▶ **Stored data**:
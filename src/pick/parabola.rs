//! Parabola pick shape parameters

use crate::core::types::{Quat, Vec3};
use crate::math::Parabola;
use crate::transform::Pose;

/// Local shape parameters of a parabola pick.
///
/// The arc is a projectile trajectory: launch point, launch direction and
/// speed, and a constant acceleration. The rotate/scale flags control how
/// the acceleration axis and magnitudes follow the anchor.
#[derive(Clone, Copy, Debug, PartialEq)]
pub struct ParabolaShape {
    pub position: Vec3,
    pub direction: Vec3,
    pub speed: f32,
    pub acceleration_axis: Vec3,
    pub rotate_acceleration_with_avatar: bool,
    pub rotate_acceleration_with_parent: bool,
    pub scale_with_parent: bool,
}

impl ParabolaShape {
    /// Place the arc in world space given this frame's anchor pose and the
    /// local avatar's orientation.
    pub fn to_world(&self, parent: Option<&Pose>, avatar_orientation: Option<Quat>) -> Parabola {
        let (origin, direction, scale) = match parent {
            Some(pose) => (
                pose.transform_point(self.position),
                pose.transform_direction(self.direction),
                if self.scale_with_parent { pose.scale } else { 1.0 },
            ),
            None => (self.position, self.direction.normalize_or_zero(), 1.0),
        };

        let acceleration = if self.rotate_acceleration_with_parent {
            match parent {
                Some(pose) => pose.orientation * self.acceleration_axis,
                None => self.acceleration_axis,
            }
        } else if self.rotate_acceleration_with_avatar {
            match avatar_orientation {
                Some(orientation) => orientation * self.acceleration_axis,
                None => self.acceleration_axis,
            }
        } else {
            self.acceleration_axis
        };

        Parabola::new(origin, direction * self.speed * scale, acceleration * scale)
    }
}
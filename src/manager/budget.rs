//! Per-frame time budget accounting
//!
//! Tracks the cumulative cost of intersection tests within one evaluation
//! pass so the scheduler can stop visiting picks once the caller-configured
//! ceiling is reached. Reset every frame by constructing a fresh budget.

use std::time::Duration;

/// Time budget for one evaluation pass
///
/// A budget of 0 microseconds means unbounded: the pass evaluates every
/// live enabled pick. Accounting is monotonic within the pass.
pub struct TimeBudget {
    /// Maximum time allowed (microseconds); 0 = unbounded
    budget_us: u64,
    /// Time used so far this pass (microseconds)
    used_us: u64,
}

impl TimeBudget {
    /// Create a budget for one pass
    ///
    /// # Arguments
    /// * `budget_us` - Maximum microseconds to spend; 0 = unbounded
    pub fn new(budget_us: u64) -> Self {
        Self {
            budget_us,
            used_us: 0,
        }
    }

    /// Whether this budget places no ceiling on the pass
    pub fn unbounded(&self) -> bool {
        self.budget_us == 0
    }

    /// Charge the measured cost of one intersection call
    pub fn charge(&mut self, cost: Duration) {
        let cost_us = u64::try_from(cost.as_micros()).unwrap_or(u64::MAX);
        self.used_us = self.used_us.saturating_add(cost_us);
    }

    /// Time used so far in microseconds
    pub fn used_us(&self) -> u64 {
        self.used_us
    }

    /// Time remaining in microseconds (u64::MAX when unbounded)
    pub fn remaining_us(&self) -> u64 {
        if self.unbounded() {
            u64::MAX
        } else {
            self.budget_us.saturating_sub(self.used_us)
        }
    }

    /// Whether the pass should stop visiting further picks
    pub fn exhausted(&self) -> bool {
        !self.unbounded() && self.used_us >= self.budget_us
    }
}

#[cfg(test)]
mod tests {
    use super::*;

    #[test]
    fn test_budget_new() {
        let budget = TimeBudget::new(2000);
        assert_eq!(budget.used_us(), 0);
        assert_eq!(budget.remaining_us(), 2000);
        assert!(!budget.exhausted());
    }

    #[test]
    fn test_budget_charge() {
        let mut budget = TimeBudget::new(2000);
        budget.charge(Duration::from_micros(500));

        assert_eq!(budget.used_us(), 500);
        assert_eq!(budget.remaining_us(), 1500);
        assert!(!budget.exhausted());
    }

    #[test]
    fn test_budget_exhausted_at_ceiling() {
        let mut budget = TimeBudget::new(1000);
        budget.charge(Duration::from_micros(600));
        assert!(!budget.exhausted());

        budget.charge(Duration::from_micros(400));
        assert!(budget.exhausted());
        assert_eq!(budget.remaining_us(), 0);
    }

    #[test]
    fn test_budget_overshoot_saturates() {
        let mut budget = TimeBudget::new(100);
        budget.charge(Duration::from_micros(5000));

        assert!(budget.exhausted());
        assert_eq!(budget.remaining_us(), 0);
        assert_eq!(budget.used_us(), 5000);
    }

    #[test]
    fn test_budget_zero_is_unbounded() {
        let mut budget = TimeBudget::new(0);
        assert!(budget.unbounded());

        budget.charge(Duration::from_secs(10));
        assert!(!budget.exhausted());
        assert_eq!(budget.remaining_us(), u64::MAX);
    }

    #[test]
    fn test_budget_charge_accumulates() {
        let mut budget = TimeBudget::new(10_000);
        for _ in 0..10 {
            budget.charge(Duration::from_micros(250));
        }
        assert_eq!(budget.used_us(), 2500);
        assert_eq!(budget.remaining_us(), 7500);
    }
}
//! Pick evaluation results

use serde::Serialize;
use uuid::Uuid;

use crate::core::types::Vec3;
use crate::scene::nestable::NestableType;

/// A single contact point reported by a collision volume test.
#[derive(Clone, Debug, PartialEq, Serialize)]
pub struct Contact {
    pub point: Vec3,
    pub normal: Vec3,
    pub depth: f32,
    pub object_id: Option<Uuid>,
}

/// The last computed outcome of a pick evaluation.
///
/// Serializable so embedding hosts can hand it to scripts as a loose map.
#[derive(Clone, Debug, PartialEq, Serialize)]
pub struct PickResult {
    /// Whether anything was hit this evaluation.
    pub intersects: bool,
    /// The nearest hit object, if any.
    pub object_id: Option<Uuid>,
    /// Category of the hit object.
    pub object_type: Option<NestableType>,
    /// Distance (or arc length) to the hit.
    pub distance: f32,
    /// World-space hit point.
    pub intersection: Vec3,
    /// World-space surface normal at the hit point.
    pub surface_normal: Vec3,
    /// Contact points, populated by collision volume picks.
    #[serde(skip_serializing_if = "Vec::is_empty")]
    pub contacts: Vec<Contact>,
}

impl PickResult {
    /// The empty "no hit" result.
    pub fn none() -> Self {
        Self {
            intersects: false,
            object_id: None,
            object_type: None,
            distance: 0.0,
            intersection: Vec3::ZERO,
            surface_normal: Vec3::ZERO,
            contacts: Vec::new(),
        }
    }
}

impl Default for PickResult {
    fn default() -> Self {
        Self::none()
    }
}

--

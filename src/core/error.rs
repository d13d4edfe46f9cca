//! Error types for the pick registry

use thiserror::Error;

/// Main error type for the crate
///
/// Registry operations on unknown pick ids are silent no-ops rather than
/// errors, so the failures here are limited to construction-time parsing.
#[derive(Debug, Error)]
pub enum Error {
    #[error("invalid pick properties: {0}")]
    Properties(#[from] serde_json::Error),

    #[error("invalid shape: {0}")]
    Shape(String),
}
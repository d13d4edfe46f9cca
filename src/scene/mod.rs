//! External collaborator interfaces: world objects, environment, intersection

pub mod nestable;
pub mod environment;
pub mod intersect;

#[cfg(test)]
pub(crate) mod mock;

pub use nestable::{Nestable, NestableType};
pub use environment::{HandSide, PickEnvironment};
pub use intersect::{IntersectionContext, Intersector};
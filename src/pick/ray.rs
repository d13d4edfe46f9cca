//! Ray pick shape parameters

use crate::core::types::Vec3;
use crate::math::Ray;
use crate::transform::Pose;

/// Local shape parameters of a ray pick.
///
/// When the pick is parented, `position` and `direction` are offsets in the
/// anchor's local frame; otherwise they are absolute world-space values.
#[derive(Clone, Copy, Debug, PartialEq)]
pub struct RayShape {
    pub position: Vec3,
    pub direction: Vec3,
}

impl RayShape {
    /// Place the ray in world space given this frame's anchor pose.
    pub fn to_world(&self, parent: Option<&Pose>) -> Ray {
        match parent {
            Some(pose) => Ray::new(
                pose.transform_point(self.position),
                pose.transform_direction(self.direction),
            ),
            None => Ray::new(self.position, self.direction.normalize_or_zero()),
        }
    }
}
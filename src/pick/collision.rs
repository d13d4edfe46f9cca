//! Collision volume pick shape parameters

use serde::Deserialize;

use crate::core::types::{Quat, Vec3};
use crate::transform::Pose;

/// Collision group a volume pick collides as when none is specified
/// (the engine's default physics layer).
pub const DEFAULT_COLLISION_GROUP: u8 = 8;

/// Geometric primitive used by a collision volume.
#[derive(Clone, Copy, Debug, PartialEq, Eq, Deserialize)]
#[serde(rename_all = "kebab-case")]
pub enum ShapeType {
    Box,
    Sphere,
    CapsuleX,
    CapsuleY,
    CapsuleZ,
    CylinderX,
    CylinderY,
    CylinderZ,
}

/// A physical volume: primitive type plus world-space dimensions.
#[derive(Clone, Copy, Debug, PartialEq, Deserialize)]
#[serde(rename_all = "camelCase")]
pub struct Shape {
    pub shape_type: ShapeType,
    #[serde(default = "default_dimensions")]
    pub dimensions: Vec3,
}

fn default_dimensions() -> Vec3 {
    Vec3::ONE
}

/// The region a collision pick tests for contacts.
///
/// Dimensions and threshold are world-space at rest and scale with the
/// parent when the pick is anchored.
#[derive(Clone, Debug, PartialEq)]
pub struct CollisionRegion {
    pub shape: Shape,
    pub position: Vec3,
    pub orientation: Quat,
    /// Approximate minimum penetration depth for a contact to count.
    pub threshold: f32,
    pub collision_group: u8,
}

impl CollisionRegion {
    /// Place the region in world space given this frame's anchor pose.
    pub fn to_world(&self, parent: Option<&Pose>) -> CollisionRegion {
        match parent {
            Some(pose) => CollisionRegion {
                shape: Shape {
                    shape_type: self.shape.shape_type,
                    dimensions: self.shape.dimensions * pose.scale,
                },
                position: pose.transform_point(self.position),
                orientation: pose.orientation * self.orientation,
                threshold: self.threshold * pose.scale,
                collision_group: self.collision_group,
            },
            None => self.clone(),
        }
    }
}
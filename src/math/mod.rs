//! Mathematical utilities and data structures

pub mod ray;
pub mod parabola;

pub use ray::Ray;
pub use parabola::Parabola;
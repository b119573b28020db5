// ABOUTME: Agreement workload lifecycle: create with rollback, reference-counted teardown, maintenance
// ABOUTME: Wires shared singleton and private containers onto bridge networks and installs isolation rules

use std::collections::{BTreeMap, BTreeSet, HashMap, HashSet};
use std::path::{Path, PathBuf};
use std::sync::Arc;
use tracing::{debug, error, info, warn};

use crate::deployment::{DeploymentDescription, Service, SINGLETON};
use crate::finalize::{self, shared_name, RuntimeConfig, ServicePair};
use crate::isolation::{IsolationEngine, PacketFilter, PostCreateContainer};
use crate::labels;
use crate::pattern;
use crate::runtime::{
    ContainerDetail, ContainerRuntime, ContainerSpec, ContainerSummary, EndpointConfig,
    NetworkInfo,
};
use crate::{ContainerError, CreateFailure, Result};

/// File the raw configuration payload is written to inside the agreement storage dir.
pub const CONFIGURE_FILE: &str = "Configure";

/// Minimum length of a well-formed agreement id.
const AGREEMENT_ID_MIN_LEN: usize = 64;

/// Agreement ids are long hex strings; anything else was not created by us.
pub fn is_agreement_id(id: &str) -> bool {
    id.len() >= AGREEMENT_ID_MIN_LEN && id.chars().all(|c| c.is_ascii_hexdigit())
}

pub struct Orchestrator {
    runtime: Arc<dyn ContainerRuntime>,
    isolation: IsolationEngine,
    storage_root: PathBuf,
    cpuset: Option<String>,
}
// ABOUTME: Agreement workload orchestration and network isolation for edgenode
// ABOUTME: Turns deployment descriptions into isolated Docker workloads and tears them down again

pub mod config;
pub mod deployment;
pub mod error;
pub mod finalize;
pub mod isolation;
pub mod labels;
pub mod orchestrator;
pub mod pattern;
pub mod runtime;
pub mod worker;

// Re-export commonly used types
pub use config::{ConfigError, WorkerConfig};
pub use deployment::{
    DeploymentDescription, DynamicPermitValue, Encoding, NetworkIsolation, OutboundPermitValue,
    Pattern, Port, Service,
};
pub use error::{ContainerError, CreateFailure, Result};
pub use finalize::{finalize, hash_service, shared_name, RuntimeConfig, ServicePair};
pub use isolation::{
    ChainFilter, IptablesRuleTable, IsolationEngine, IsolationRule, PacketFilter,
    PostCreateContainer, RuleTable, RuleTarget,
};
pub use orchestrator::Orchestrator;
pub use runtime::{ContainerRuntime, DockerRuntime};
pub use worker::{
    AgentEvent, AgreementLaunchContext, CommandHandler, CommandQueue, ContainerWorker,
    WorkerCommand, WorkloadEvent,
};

▶ **Task description**: Show every line above where "Whether" is found.

▶ **Exercise answer**:
    /// Whether this budget places no ceiling on the pass
    /// Whether the pass should stop visiting further picks
    /// Whether anything was hit this evaluation.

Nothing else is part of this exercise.